Everyone knows that the big Silicon Valley companies do not care how much damage they do to society or the environment; they care only about what Mark Zuckerberg likes to call DOMINATION. [emphasis added]

Adding my comments to the heap — not that anyone will pay me any attention, either — if a young child, whose natural impulse in explorer mode is to put things in the mouth to test and ingest, were to get hold of, say, rat poison or drain cleaner from under the kitchen sink, any parent would leap into action to keep the kid from swallowing the poison. Maybe the kid has sufficient maturity to recognize that certain common household dangers (heavy furniture, electrical sockets, knives, etc.) are not to be messed with. However, kids are not trusted or empowered to assess those dangers. Tech in the home and classroom is poison to children, deranging and (arguably) ruining them for life (varying degrees of damage over large populations, obviously). Yet unlike household poisons that are either removed from the childhood environment or locked away out of reach by responsible parents, irresponsible parents put the damned devices in their kids’ hands, usually to keep them occupied. During my childhood, it was the TV, which in hindsight was far less damaging to development because we kids would eventually tire of laying on the floor in front of the boob tube TV, get bored, and go outside to play. The infinite scroll and FOMO has apparently defeated the fatigue factor so that users keep going and going until sleep finally comes. Yeah, I know that childhood curiosity and attention-seeking are like unquenchable fires — emergencies that must be addressed immediately at all cost — at least until the child is plopped in front of the TV or handed an Internet-enabled tablet. Doesn’t matter. It’s the parents’ job to keep poison out of their kids’ hands and mouths, to keep them alive. Failure to do so is criminal negligence.
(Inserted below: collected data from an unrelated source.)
impl IntervalSet {
    /// The empty set.
    pub fn new() -> Self {
        Self { runs: Runs::new() }
    }

    fn from_runs(runs: Runs) -> Self {
        Self { runs }.check_invariants()
    }

    fn check_invariants(self) -> Self {
        if cfg!(debug_assertions) {
            for pair in self.runs.windows(2) {
                assert!(
                    u64::from(pair[0].sup()) + 1 < u64::from(pair[1].inf()),
                    "runs out of order or not coalesced: {} before {}",
                    pair[0],
                    pair[1],
                );
            }
        }
        self
    }

    /// Runs the boundary sweep against `other` and rebuilds a canonical set
    /// from the emitted (open, close) pairs.
    fn merge<F>(&self, other: &Self, keep: F) -> Self
    where
        F: Fn(bool, bool) -> bool,
    {
        Self::from_runs(Sweep::new(&self.runs, &other.runs, keep).pair_runs().collect())
    }

    // Set algebra #############################################################

    /// Returns the set of elements in `self`, `other`, or both.
    pub fn union(&self, other: &Self) -> Self {
        self.merge(other, |l, r| l || r)
    }

    /// Returns the set of elements common to `self` and `other`.
    pub fn intersection(&self, other: &Self) -> Self {
        self.merge(other, |l, r| l && r)
    }

    /// Returns the set of elements of `self` that are not in `other`.
    pub fn difference(&self, other: &Self) -> Self {
        self.merge(other, |l, r| l && !r)
    }

    /// Returns the set of elements in exactly one of `self` and `other`.
    pub fn symmetric_difference(&self, other: &Self) -> Self {
        self.merge(other, |l, r| l ^ r)
    }

    /// Adds the elements of `other` to `self`.
    pub fn update(&mut self, other: &Self) {
        *self = self.union(other);
    }

    /// Keeps only the elements also found in `other`.
    pub fn intersection_update(&mut self, other: &Self) {
        *self = self.intersection(other);
    }

    /// Removes the elements found in `other`.
    pub fn difference_update(&mut self, other: &Self) {
        *self = self.difference(other);
    }

    /// Alias for [`IntervalSet::difference_update`].
    pub fn discard(&mut self, other: &Self) {
        self.difference_update(other);
    }

    /// Keeps only the elements found in exactly one of `self` and `other`.
    pub fn symmetric_difference_update(&mut self, other: &Self) {
        *self = self.symmetric_difference(other);
    }

    /// Adds anything convertible to a set: a single integer, a
    /// [`ClosedInterval`], or another set.
    pub fn insert(&mut self, item: impl Into<IntervalSet>) {
        self.update(&item.into());
    }

    /// Removes every element.
    pub fn clear(&mut self) {
        self.runs.clear();
    }

    // Relational predicates ###################################################

    /// True iff `self` and `other` share no element.
    ///
    /// Runs the intersection sweep lazily: the check stops at the first
    /// boundary the intersection would produce, the result set is never
    /// materialized.
    pub fn is_disjoint(&self, other: &Self) -> bool {
        Sweep::new(&self.runs, &other.runs, |l, r| l && r)
            .next()
            .is_none()
    }

    /// True iff every element of `self` is in `other`.
    ///
    /// Equivalent to `self.intersection(other) == *self`, checked as an
    /// empty difference on the lazy sweep.
    pub fn is_subset(&self, other: &Self) -> bool {
        Sweep::new(&self.runs, &other.runs, |l, r| l && !r)
            .next()
            .is_none()
    }

    /// True iff every element of `other` is in `self`.
    pub fn is_superset(&self, other: &Self) -> bool {
        other.is_subset(self)
    }

    /// True iff `self` is a subset of `other` and the sets differ.
    pub fn is_proper_subset(&self, other: &Self) -> bool {
        self.is_subset(other) && self != other
    }

    /// True iff `self` is a superset of `other` and the sets differ.
    pub fn is_proper_superset(&self, other: &Self) -> bool {
        other.is_subset(self) && self != other
    }

    /// True iff the set holds no element.
    pub fn is_empty(&self) -> bool {
        self.runs.is_empty()
    }

    // Size and aggregation ####################################################

    /// Total number of integers in the set.
    pub fn cardinality(&self) -> u64 {
        self.runs.iter().map(ClosedInterval::len).sum()
    }

    /// Number of disjoint contiguous runs.
    pub fn run_count(&self) -> usize {
        self.runs.len()
    }

    /// True iff the elements form at most one contiguous run.
    pub fn is_contiguous(&self) -> bool {
        self.runs.len() <= 1
    }

    /// Convex hull: the single run spanning the extremes of `self`, or the
    /// empty set if `self` is empty.
    pub fn aggregate(&self) -> Self {
        match (self.runs.first(), self.runs.last()) {
            (Some(first), Some(last)) => {
                ClosedInterval::new_unchecked(first.inf(), last.sup()).into()
            }
            _ => Self::new(),
        }
    }

    /// Smallest element, failing with [`Error::EmptySet`] on an empty set.
    pub fn min(&self) -> Result<u32, Error> {
        self.runs.first().map(|run| run.inf()).ok_or(Error::EmptySet)
    }

    /// Largest element, failing with [`Error::EmptySet`] on an empty set.
    pub fn max(&self) -> Result<u32, Error> {
        self.runs.last().map(|run| run.sup()).ok_or(Error::EmptySet)
    }

    // Membership and indexing #################################################

    /// Whether `x` is an element of the set.
    ///
    /// Binary search over the sorted runs, `O(log run_count)`.
    pub fn contains(&self, x: u32) -> bool {
        self.runs
            .binary_search_by(|run| {
                if run.sup() < x {
                    Ordering::Less
                } else if run.inf() > x {
                    Ordering::Greater
                } else {
                    Ordering::Equal
                }
            })
            .is_ok()
    }

    /// Returns the `index`-th smallest element without expanding any run.
    ///
    /// Negative indices count from the end, `-1` being the largest element.
    /// Fails with [`Error::IndexOutOfRange`] when `index` falls outside
    /// `[-cardinality, cardinality - 1]`.
    pub fn index(&self, index: i64) -> Result<u32, Error> {
        if index >= 0 {
            let mut rest = index as u64;
            for run in &self.runs {
                if rest < run.len() {
                    return Ok(run.inf() + rest as u32);
                }
                rest -= run.len();
            }
        } else {
            let mut rest = index;
            for run in self.runs.iter().rev() {
                if rest >= -(run.len() as i64) {
                    return Ok((i64::from(run.sup()) + 1 + rest) as u32);
                }
                rest += run.len() as i64;
            }
        }
        Err(Error::IndexOutOfRange {
            index,
            cardinality: self.cardinality(),
        })
    }

    /// Always fails with [`Error::Unsupported`].
    ///
    /// Removing one element from the middle of a run would split the run in
    /// two, and split semantics are deliberately left unspecified. Use
    /// [`IntervalSet::difference`] to remove a known set of elements.
    pub fn remove_index(&mut self, _index: i64) -> Result<(), Error> {
        Err(Error::Unsupported)
    }

    // Iteration ###############################################################

    /// Iterator over the canonical runs in increasing order.
    pub fn runs(&self) -> std::slice::Iter<'_, ClosedInterval> {
        self.runs.iter()
    }

    /// Lazy iterator over every element in increasing order.
    ///
    /// Reverse with [`Iterator::rev`] to walk in decreasing order. Each
    /// call starts a fresh pass.
    pub fn iter(&self) -> Iter<'_> {
        Iter {
            runs: self.runs.iter(),
            front: None,
            back: None,
        }
    }

    // Text format #############################################################

    /// Renders the canonical format with caller-selected separators:
    /// `insep` between the bounds of a run, `outsep` between runs.
    pub fn to_string_with(&self, insep: &str, outsep: &str) -> String {
        let runs: Vec<String> = self.runs.iter().map(|run| run.to_string_with(insep)).collect();
        runs.join(outsep)
    }

    /// Parses the canonical format with caller-selected separators.
    ///
    /// The empty string parses to the empty set. Parsing is strict: every
    /// token split off on `outsep` must yield one or two integer fields on
    /// `insep`, in increasing order, otherwise the parse fails with
    /// [`Error::Parse`] carrying the offending token.
    pub fn from_str_with(text: &str, insep: &str, outsep: &str) -> Result<Self, Error> {
        if text.is_empty() {
            return Ok(Self::new());
        }
        text.split(outsep)
            .map(|token| parse_run(token, insep))
            .collect()
    }
}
If an older child, whose natural impulse in explorer mode is to examine and test various objects, tools, and ideas, gets hold of, say, a loaded gun not properly secured by a responsible parent or caregiver, the gun owner would leap into action to keep the kid from firing the gun and potentially injuring or killing someone. Maybe the kid has the maturity to recognize the loaded gun is not a toy or maybe the kid acts in imitation of shoot-em-up TV shows and movies everyone sees. Again, results vary widely across large populations. However, kids are not trusted to make potentially life-and-death decisions with loaded guns. The Internet and its lures (wholesome, prurient, educational, entertainment, doesn’t matter) is the equivalent of a loaded gun. It’s the parents’ job to keep the loaded gun from their kids, to keep them alive. Failure to do so is negligence. Firing it (the loaded gun is the Internet, dummy) at or into the minds of youth does damage, yet parents and educators who already know this can’t bring themselves to take away the damned weapon for reasons that — let me put this bluntly — are insane.
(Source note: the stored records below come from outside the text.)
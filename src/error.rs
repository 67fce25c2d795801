// This Source Code Form is subject to the terms of the Mozilla Public
// License, v. 2.0. If a copy of the MPL was not distributed with this
// file, You can obtain one at http://mozilla.org/MPL/2.0/.

//! Handling interval-set errors.

use thiserror::Error;

/// Errors that may occur while building or querying interval sets.
///
/// Every error is reported synchronously at the offending call; invalid
/// input is never clamped or silently dropped.
#[derive(Error, Debug, Clone, PartialEq, Eq)]
pub enum Error {
    /// The interval bounds are reversed.
    #[error("invalid interval bounds: {inf} > {sup}")]
    InvalidRange {
        /// Requested lower bound.
        inf: u32,
        /// Requested upper bound.
        sup: u32,
    },

    /// A token of the textual format does not describe an interval.
    #[error("invalid interval format, offending token: {0:?}")]
    Parse(String),

    /// The set holds no element to report.
    #[error("empty interval set")]
    EmptySet,

    /// The positional index falls outside the set.
    #[error("index {index} out of range for a set of {cardinality} elements")]
    IndexOutOfRange {
        /// Requested position (negative counts from the end).
        index: i64,
        /// Number of elements in the set.
        cardinality: u64,
    },

    /// Removing a single element would split a run in two; split semantics
    /// are deliberately left unspecified.
    #[error("element removal by index is not supported")]
    Unsupported,
}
The 21st century has thus become another occasion (multiple earlier episodes) for society to go mad. Everyone knows this; just look around at what goes on in neighborhoods on up to nation states. Alan Jacobs chalks it up to “a deficiency of will and a malformation of desire.” I’m more inclined toward Iain McGilchrist’s description of the usurpation of the Master by the Emissary (the right and left brain hemispheres, respectively). Madness is by no means limited to children in explorer mode, though they are being sacrificed at the scale of entire generations. Other vulnerable populations (prisoners, warfighters, the poor and homeless, etc.) are similarly sacrificed because of deficiencies of will, malformations of desire, and/or inability to address giant social problems effectively. I guess we “need to reframe the entire conversation.” Sure, that’s the ticket.

/rant off

Comments
  1. wjastore says:

    Hi Brutus: I wrote on this in 2011 and of course no one listened to me either.

    https://www.huffpost.com/entry/what-does-studentcentered_b_948403

    Good rant!

    • Brutus says:

      Thanks for your comment. I suspect that many educators over time have made similar assessments and been similarly ignored. Truly puzzles me that what needs doing seems to be well established yet it doesn’t get done.